8 months later and this pussy-assed faggot shit is still relevant news. What the fuck man? This shit just keeps coming back like a case of genital herpes and it’s beyond the joke now. Yes, yet again, The Mariners are launching a last ditch appeal in a vein attempt to avoid being cursed to use Matthew Trott as a goalkeeper. How will this defence differ from the previous two? Maybe they’ll claim there was a mosquito on Shield’s hand and Vukovic didn’t have any aeroguard on him. Perhaps they’ll proclaim that Vukovic had phased out and thought Sheild’s hand was his girlfriend’s face and was just trying to keep his women in line. Maybe they’ll debate that Danny went to punch Sasho Petrovski in the mouth and missed by a good metre and a half. Perhaps they’ll say Danny was playing Scissor Paper Rock and Vukovic’s paper beat Sheild’s rock. They might use the argument that they should use common sense and drop these charges immediately because it’s fucken stupid but judging by their in/exclusion of Northern Thunder into the a-league, they obviously wouldn’t be too familiar with the concept. Regardless of what their defence may be, I hope the FFA throw the book at Danny and teach him a lesson.

Don’t get me wrong, I’m not one of these new aged, Body Shop aroma candles, Missy Higgins listening, save the whales sensitive type who thinks that referees should be more protected than endangered species. Far from it in fact. I just want to read about soccer the sport, rather than soccer the condensed form of saturated pussyness, so if the FFA decides to punish Danny further for resurrecting this, they have my full blessing. Sure, I could say Mark Shield is a bitch who is so pussy that he should see a gynecologist while reminiscing about the good old days where shit like this was the norm as demonstrated in the fourth minutes of this video before apologizing for making you see the sight of untalented anglos in the said video. Then I could continue on by saying that was the best thing about the good old days and say something about how men had balls back then and if you ever doubted that they did, with their shorts being so short there was a good chance you could see the odd ball slipping out to vanquish your skepticism. I could then tell you that this is just the reality of soccer today as its run by a bunch of Knox Grammar faggot types instead of graduates from the school of hard knocks that majored in a degree in skull fractures. I could draw reference to this being evident when in Round 21 where Danny Tiatto punched Travis Dodd (wow, a skinhead attacking a black guy, what an original concept!). I could then point out that Srebre Delovski decided to send Tiatto off when anyone with functioning kahunas would have let men be men and sort it out themselves by letting their fists do the talking and see who has the ‘gift of the gab’ so to speak. However I won’t because anyone reviving this faggotry should be thrown in the stocks and pelted with rocks & cinder blocks.

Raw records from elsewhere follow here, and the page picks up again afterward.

impl ParkingMonitor {
    pub fn new(
        layout: &SpotLayout,
        classifier: BatchClassifier,
        dispatcher: RecognitionDispatcher,
        renderer: Box<dyn FrameRenderer>,
        outputs: MonitorOutputs,
        settings: MonitorSettings,
    ) -> Self {
        Self {
            spots: layout
                .spots
                .iter()
                .map(|s| (s.name.clone(), s.clone()))
                .collect(),
            geometry: SpotGeometry::new(layout),
            classifier,
            debouncer: OccupancyDebouncer::new(settings.threshold, settings.history_len),
            dispatcher,
            renderer,
            outputs,
            settings,
            stop: Arc::new(AtomicBool::new(false)),
            frame_index: 0,
            frames_total: 0,
            current: Snapshot::new(),
            plate_memory: HashMap::new(),
            latest_crops: HashMap::new(),
            dispatched: HashMap::new(),
        }
    }

    pub fn stop_handle(&self) -> Arc<AtomicBool> {
        self.stop.clone()
    }

    /// Run until stopped or until a live source ends. Recognition workers
    /// are drained before returning.
    pub fn run(&mut self, source: &mut dyn FrameSource) -> Result<StopReason, SourceError> {
        info!(
            "🅿️  Monitoring {} spot(s) from {} (plate recognition {})",
            self.spots.len(),
            source.describe(),
            if self.dispatcher.is_enabled() { "on" } else { "off" }
        );
        let result = self.run_loop(source);
        self.dispatcher.shutdown();
        self.apply_completions();
        info!("Monitor stopped after {} frame(s)", self.frames_total);
        result
    }

    fn run_loop(&mut self, source: &mut dyn FrameSource) -> Result<StopReason, SourceError> {
        let mut frames_since_rewind: u64 = 0;

        loop {
            if self.stop.load(Ordering::Relaxed) {
                info!("Stop requested, leaving processing loop");
                return Ok(StopReason::Requested);
            }

            self.apply_completions();

            let read = source.next_frame();
            match (read, source.kind()) {
                (Ok(FrameRead::Frame(frame)), _) => {
                    frames_since_rewind += 1;
                    self.process_frame(&frame);
                }
                (Ok(FrameRead::EndOfStream), SourceKind::File) => {
                    if frames_since_rewind == 0 {
                        return Err(SourceError::Read(format!(
                            "{} produced no frames",
                            source.describe()
                        )));
                    }
                    info!("End of video, restarting from the beginning");
                    source.rewind()?;
                    self.frame_index = 0;
                    frames_since_rewind = 0;
                    self.outputs.metrics.inc(&self.outputs.metrics.video_loops);
                }
                (Err(e), SourceKind::File) => {
                    warn!("Read error on file source, rewinding: {}", e);
                    if frames_since_rewind == 0 {
                        return Err(e);
                    }
                    source.rewind()?;
                    self.frame_index = 0;
                    frames_since_rewind = 0;
                }
                (Ok(FrameRead::EndOfStream), SourceKind::Live) => {
                    warn!("Live source {} ended", source.describe());
                    return Ok(StopReason::SourceEnded);
                }
                (Err(e), SourceKind::Live) => {
                    warn!("Live source {} failed: {}", source.describe(), e);
                    return Err(e);
                }
            }
        }
    }

    pub fn process_frame(&mut self, frame: &Frame) {
        self.frame_index += 1;
        self.frames_total += 1;
        self.outputs.metrics.inc(&self.outputs.metrics.frames_read);

        let stride = self.settings.process_every_n_frames;
        if self.frame_index == 1 || self.frame_index % stride == 0 {
            self.run_cycle(frame);
        }

        let spots = self.geometry.resolve(frame.resolution());
        match self.renderer.render(frame, spots, &self.current) {
            Ok(jpeg) => self.outputs.frames.publish(EncodedFrame {
                jpeg: Bytes::from(jpeg),
                frame_id: self.frames_total,
                width: frame.width as u32,
                height: frame.height as u32,
            }),
            Err(e) => debug!("Annotation failed on frame {}: {:#}", self.frames_total, e),
        }

        let every = self.settings.progress_every;
        if every > 0 && self.frames_total % every == 0 {
            let occupied = self.current.values().filter(|s| s.occupied).count();
            info!(
                "Progress: frame {} | occupied {}/{} | pending recognitions {} | {} subscriber(s) | {:.1} FPS",
                self.frames_total,
                occupied,
                self.spots.len(),
                self.dispatcher.pending_count(),
                self.outputs.broadcaster.subscriber_count(),
                self.outputs.metrics.fps()
            );
        }
    }

    /// One classification cycle. Readers see either the previous snapshot or
    /// this one, never a mix.
    fn run_cycle(&mut self, frame: &Frame) {
        let now = Utc::now();
        let reservations = self.outputs.reservations.active_snapshot(now);

        let scaled = self.geometry.resolve(frame.resolution());
        let started = Instant::now();
        let readings = self.classifier.classify_frame(frame, scaled);
        self.outputs.metrics.set_timing(
            &self.outputs.metrics.classifier_time_us,
            started.elapsed().as_micros() as u64,
        );

        // Spots missing from this cycle keep their previous state.
        let mut next = self.current.clone();

        for reading in readings {
            let name = reading.name;
            let Some(spot) = self.spots.get(&name) else {
                continue;
            };
            let reserved = spot.reserved || reservations.contains_key(&name);
            let outcome = self.debouncer.update(&name, reading.occupied_prob);

            if outcome.occupied && reservations.contains_key(&name) {
                self.outputs.reservations.mark_matched(&name);
            }

            if outcome.transition == Transition::BecameOccupied && reserved {
                self.dispatch(&name, outcome.generation, reading.crop.clone());
            }

            if outcome.occupied {
                self.latest_crops.insert(name.clone(), reading.crop);
            } else {
                self.latest_crops.remove(&name);
                if self.plate_memory.remove(&name).is_some() {
                    debug!("Spot {} is free, plate memory cleared", name);
                }
            }

            let entry = next.entry(name).or_default();
            entry.occupied = outcome.occupied;
            entry.prob = reading.occupied_prob;
        }

        for (name, state) in next.iter_mut() {
            let Some(spot) = self.spots.get(name) else {
                continue;
            };
            let reservation = reservations.get(name);
            let auth = authorization_for(spot, reservation);
            reconcile(
                state,
                spot,
                &auth,
                reservation,
                self.plate_memory.get(name),
            );
        }

        self.current = next;
        self.outputs.store.replace(self.current.clone());
        self.outputs
            .broadcaster
            .publish(Arc::new(self.current.clone()));
        self.outputs.metrics.inc(&self.outputs.metrics.cycles);
    }

    fn apply_completions(&mut self) {
        for completion in self.dispatcher.drain_completions() {
            self.apply_completion(completion);
        }
    }

    fn dispatch(&mut self, name: &str, generation: u64, crop: SpotCrop) {
        if self.dispatcher.schedule(name, generation, Some(crop)) {
            self.dispatched.insert(name.to_string(), generation);
        }
    }

    fn apply_completion(&mut self, completion: RecognitionCompletion) {
        let RecognitionCompletion {
            spot,
            generation,
            outcome,
            finished_at,
        } = completion;

        let metrics = &self.outputs.metrics;
        match &outcome {
            RecognitionOutcome::Plate(_) => metrics.inc(&metrics.recognitions_completed),
            RecognitionOutcome::Empty => metrics.inc(&metrics.recognitions_empty),
            RecognitionOutcome::Failed(_) => metrics.inc(&metrics.recognitions_failed),
        }

        // The crop belongs to an earlier occupancy of this spot.
        if generation != self.debouncer.generation(&spot) || !self.debouncer.is_occupied(&spot) {
            debug!(
                "Discarding recognition for {}: spot was released since dispatch",
                spot
            );
            self.redispatch(&spot);
            return;
        }

        match outcome {
            RecognitionOutcome::Plate(reading) => self.apply_plate(&spot, reading, finished_at),
            RecognitionOutcome::Empty => debug!("No plate found on {}", spot),
            RecognitionOutcome::Failed(reason) => {
                warn!("Recognition failed on {}: {}", spot, reason)
            }
        }
    }

    /// A spot that refilled while an older job was in flight had its own
    /// dispatch rejected as a duplicate. Send its latest crop instead.
    fn redispatch(&mut self, name: &str) {
        if !self.debouncer.is_occupied(name) {
            return;
        }
        let generation = self.debouncer.generation(name);
        if self.dispatched.get(name) == Some(&generation) {
            return;
        }
        let reserved = match self.spots.get(name) {
            Some(spot) => spot.reserved || self.outputs.reservations.get(name).is_some(),
            None => false,
        };
        if !reserved {
            return;
        }
        if let Some(crop) = self.latest_crops.get(name).cloned() {
            debug!("Recognition re-dispatched for {}", name);
            self.dispatch(name, generation, crop);
        }
    }

    fn apply_plate(&mut self, name: &str, reading: PlateReading, at: DateTime<Utc>) {
        let Some(spot) = self.spots.get(name) else {
            return;
        };

        let reservation = self.outputs.reservations.get(name);
        let auth = authorization_for(spot, reservation.as_ref());
        let violation = auth.is_violation(Some(&reading.plate));

        if reservation.is_some() && auth.permits(&reading.plate) {
            self.outputs.reservations.mark_matched(name);
        }

        let memory = PlateMemory {
            plate: reading.plate.clone(),
            ocr_conf: reading.ocr_confidence,
            det_conf: reading.detection_confidence,
            timestamp: at,
        };
        self.plate_memory.insert(name.to_string(), memory.clone());

        if violation {
            warn!(
                "🚨 VIOLATION on {}: plate {} not in {:?}",
                name, reading.plate, auth.allowed
            );
        } else {
            info!("🔎 Plate {} recognized on {}", reading.plate, name);
        }

        self.outputs.plate_events.push(PlateEvent {
            spot: name.to_string(),
            plate: reading.plate,
            ocr_conf: reading.ocr_confidence,
            det_conf: reading.detection_confidence,
            timestamp: at,
            reserved: auth.reserved,
            violation,
            authorized: spot.authorized_plates.clone(),
            reservation: reservation.as_ref().map(Reservation::summary),
        });
        self.outputs
            .metrics
            .inc(&self.outputs.metrics.plate_events);

        if let Some(state) = self.current.get_mut(name) {
            reconcile(state, spot, &auth, reservation.as_ref(), Some(&memory));
        }
        let patched = self.outputs.store.patch(name, |state| {
            reconcile(state, spot, &auth, reservation.as_ref(), Some(&memory))
        });
        if let Some(snapshot) = patched {
            self.outputs.broadcaster.publish(Arc::new(snapshot));
        }
    }
}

The fact is, the incident is just a magnet for pussyness as the knock-on effect from Slapgate08 proved with a bunch of New Idea stories popping up about people getting pissy at Andre Gumprecht for wearing a pair of jewstompers and some whinging atheists having a cry at Tony Vidmar for suggesting there is a god & that humans aren’t actually deformed fishes. Now that another godforsaken appeal has been launched, expect to hear some more weak public apologies about the Mad Monday celebrations from Boogaard for not having his shirt tucked in and from Jedinak for leaving his headlights on. The Mariners seem hell bent to get Danny’s punishment squashed because of obvious reasons so chances are, this drama will be stretching over a few more months and while the fanfare of this incident may have hit the wall like Dale Earnhardt, there is still going to be a bunch of news stories about it to remind people how pussy soccer has become. Sadly, we can’t stop this from happening so for the sake soccer's dignity, we must outstupid it so it doesn’t gain the media’s full attention and that can only be possible with the help of Miron Bleiberg.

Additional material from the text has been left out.